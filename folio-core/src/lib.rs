use std::collections::HashMap;
use std::fmt::Debug;
use std::sync::Arc;

use anyhow::Result;
use once_cell::sync::Lazy;
use regex::Regex;
use serde::{Deserialize, Serialize};
use uuid::Uuid;

mod catalog;
mod config;
mod error;
mod locks;
mod state;

pub use catalog::{CatalogFixture, LicenseRule, MemoryCatalog, MemoryPageLoader};
pub use config::{DocstructNavigation, ViewerConfig};
pub use error::{LockError, ResolveError};
pub use locks::MemoryRecordLockManager;
pub use state::{
    is_double_page_spec, Direction, DocstructUrlCache, NavigationState, PageSpec, ResolveWarning,
};

/// Index document id of a logical element. `0` never names a real element.
pub type ElementId = u64;
pub type SessionId = Uuid;

/// Identifier value meaning "no record requested".
pub const NO_RECORD: &str = "-";
/// Marker used in not-found errors when no identifier was ever received.
pub const UNKNOWN_IDENTIFIER: &str = "???";
/// Access condition that never requires a license.
pub const OPEN_ACCESS: &str = "OPENACCESS";

static IDENTIFIER_PATTERN: Lazy<Regex> =
    Lazy::new(|| Regex::new(r"^[\w.+~-]+$").expect("valid identifier pattern"));

/// Returns true if `value` is usable as a persistent identifier or LOGID.
pub fn is_valid_identifier(value: &str) -> bool {
    !value.trim().is_empty() && IDENTIFIER_PATTERN.is_match(value)
}

/// A logical (structural) element of a record, as stored in the index.
#[derive(Debug, Clone, Serialize, Deserialize)]
#[serde(default)]
pub struct StructElement {
    pub id: ElementId,
    /// Identifier of the record this element belongs to.
    pub record_identifier: String,
    pub logid: Option<String>,
    pub docstruct_type: String,
    pub label: Option<String>,
    pub parent: Option<ElementId>,
    pub exists: bool,
    /// Only a deletion trace is left in the index.
    pub deleted: bool,
    pub anchor: bool,
    pub volume: bool,
    pub group: bool,
    pub rtl: bool,
    pub mime_type: Option<String>,
    pub access_conditions: Vec<String>,
    pub concurrent_view_limit: Option<u32>,
    pub first_page: Option<u32>,
    pub metadata: HashMap<String, Vec<String>>,
}

impl Default for StructElement {
    fn default() -> Self {
        Self {
            id: 0,
            record_identifier: String::new(),
            logid: None,
            docstruct_type: String::new(),
            label: None,
            parent: None,
            exists: true,
            deleted: false,
            anchor: false,
            volume: false,
            group: false,
            rtl: false,
            mime_type: None,
            access_conditions: Vec::new(),
            concurrent_view_limit: None,
            first_page: None,
            metadata: HashMap::new(),
        }
    }
}

impl StructElement {
    pub fn new(id: ElementId, record_identifier: impl Into<String>) -> Self {
        Self {
            id,
            record_identifier: record_identifier.into(),
            ..Self::default()
        }
    }

    pub fn metadata_value(&self, field: &str) -> Option<&str> {
        self.metadata
            .get(field)
            .and_then(|values| values.first())
            .map(String::as_str)
    }

    pub fn metadata_values(&self, field: &str) -> &[String] {
        self.metadata.get(field).map(Vec::as_slice).unwrap_or(&[])
    }

    pub fn belongs_to(&self, record_identifier: &str) -> bool {
        self.record_identifier == record_identifier
    }
}

/// A physical page of a record.
#[derive(Debug, Clone, PartialEq, Eq, Serialize, Deserialize)]
pub struct Page {
    pub order: u32,
    #[serde(default)]
    pub label: Option<String>,
    /// One scan showing two facing pages (fold-outs, spreads).
    #[serde(default)]
    pub double_image: bool,
    #[serde(default)]
    pub flip_recto_verso: bool,
    /// Logical element owning this page.
    #[serde(default)]
    pub owner: Option<ElementId>,
}

impl Page {
    pub fn new(order: u32) -> Self {
        Self {
            order,
            label: None,
            double_image: false,
            flip_recto_verso: false,
            owner: None,
        }
    }
}

#[derive(Debug, Clone, Copy, PartialEq, Eq, Default, Serialize, Deserialize)]
#[serde(rename_all = "lowercase")]
pub enum PageOrientation {
    Left,
    #[default]
    Right,
}

impl PageOrientation {
    pub fn opposite(self) -> Self {
        match self {
            PageOrientation::Left => PageOrientation::Right,
            PageOrientation::Right => PageOrientation::Left,
        }
    }
}

#[derive(Debug, Clone, PartialEq, Eq, Serialize, Deserialize)]
pub struct TocEntry {
    pub element_id: ElementId,
    pub logid: Option<String>,
    pub docstruct_type: Option<String>,
    pub page_no: Option<String>,
    pub label: String,
    pub level: u32,
}

/// Flattened table of contents of a record.
#[derive(Debug, Clone, Default, Serialize, Deserialize)]
pub struct Toc {
    pub entries: Vec<TocEntry>,
    /// Pagination page after correction by the builder.
    pub current_page: u32,
    pub page_count: u32,
}

impl Toc {
    pub fn index_of(&self, element_id: ElementId) -> Option<usize> {
        self.entries
            .iter()
            .position(|entry| entry.element_id == element_id)
    }
}

#[derive(Debug, Clone, Default, PartialEq, Eq)]
pub struct CallerContext {
    pub user: Option<String>,
    pub licenses: Vec<String>,
}

impl CallerContext {
    pub fn anonymous() -> Self {
        Self::default()
    }

    pub fn with_licenses<I, S>(licenses: I) -> Self
    where
        I: IntoIterator<Item = S>,
        S: Into<String>,
    {
        Self {
            user: None,
            licenses: licenses.into_iter().map(Into::into).collect(),
        }
    }

    pub fn holds_license(&self, name: &str) -> bool {
        self.licenses.iter().any(|license| license == name)
    }
}

#[derive(Debug, Clone, Default, PartialEq, Eq)]
pub struct AccessDecision {
    pub granted: bool,
    pub redirect_url: Option<String>,
}

impl AccessDecision {
    pub fn granted() -> Self {
        Self {
            granted: true,
            redirect_url: None,
        }
    }

    pub fn denied() -> Self {
        Self::default()
    }

    /// Redirect URL, if one is set and not blank.
    pub fn redirect(&self) -> Option<&str> {
        self.redirect_url
            .as_deref()
            .filter(|url| !url.trim().is_empty())
    }
}

pub trait PageLoader: Send + Sync + Debug {
    fn first_page_order(&self) -> u32;
    fn last_page_order(&self) -> u32;
    fn page(&self, order: u32) -> Option<Page>;
    fn owner_element(&self, order: u32) -> Option<ElementId>;

    fn has_pages(&self) -> bool {
        self.page(self.first_page_order()).is_some()
    }
}

pub trait RecordRepository: Send + Sync {
    fn find_element(&self, id: ElementId) -> Result<Option<StructElement>>;
    fn find_element_by_identifier(&self, record_identifier: &str) -> Result<Option<StructElement>>;
    fn lookup_element_id(&self, record_identifier: &str) -> Result<Option<ElementId>>;
    fn find_sub_element_by_logid(
        &self,
        record_identifier: &str,
        logid: &str,
    ) -> Result<Option<ElementId>>;
    fn page_loader(&self, top: &StructElement) -> Result<Arc<dyn PageLoader>>;
}

pub trait RecordLockManager: Send + Sync {
    /// Removes the lock `session` holds on `record_identifier`.
    fn remove_lock(&self, record_identifier: &str, session: SessionId) -> bool;
    /// Removes every lock held by `session` except the one on `keep`.
    fn remove_all_locks_except(&self, session: SessionId, keep: &str) -> usize;
    /// Locks `record_identifier` for `session`. Locking a record the session
    /// already holds only refreshes the existing lock.
    fn acquire_lock(
        &self,
        record_identifier: &str,
        session: SessionId,
        limit: u32,
    ) -> std::result::Result<(), LockError>;
}

pub trait TocBuilder: Send + Sync {
    fn build(
        &self,
        top: &StructElement,
        list_all_volumes: bool,
        mime_type: Option<&str>,
        requested_page: u32,
    ) -> Result<Toc>;
}

pub trait AccessChecker: Send + Sync {
    fn check_list_permission(
        &self,
        access_conditions: &[String],
        record_identifier: &str,
        caller: &CallerContext,
    ) -> Result<AccessDecision>;

    fn concurrent_views_limit_enabled(&self, access_conditions: &[String]) -> bool;
}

■ ■ ■

Using the entries shown above, reproduce verbatim the lines from the line bearing "fn last_page_order(&self) -> u32;" to the line bearing "pub trait RecordLockManager: Send", inclusive.

    fn last_page_order(&self) -> u32;
    fn page(&self, order: u32) -> Option<Page>;
    fn owner_element(&self, order: u32) -> Option<ElementId>;

    fn has_pages(&self) -> bool {
        self.page(self.first_page_order()).is_some()
    }
}

pub trait RecordRepository: Send + Sync {
    fn find_element(&self, id: ElementId) -> Result<Option<StructElement>>;
    fn find_element_by_identifier(&self, record_identifier: &str) -> Result<Option<StructElement>>;
    fn lookup_element_id(&self, record_identifier: &str) -> Result<Option<ElementId>>;
    fn find_sub_element_by_logid(
        &self,
        record_identifier: &str,
        logid: &str,
    ) -> Result<Option<ElementId>>;
    fn page_loader(&self, top: &StructElement) -> Result<Arc<dyn PageLoader>>;
}

pub trait RecordLockManager: Send + Sync {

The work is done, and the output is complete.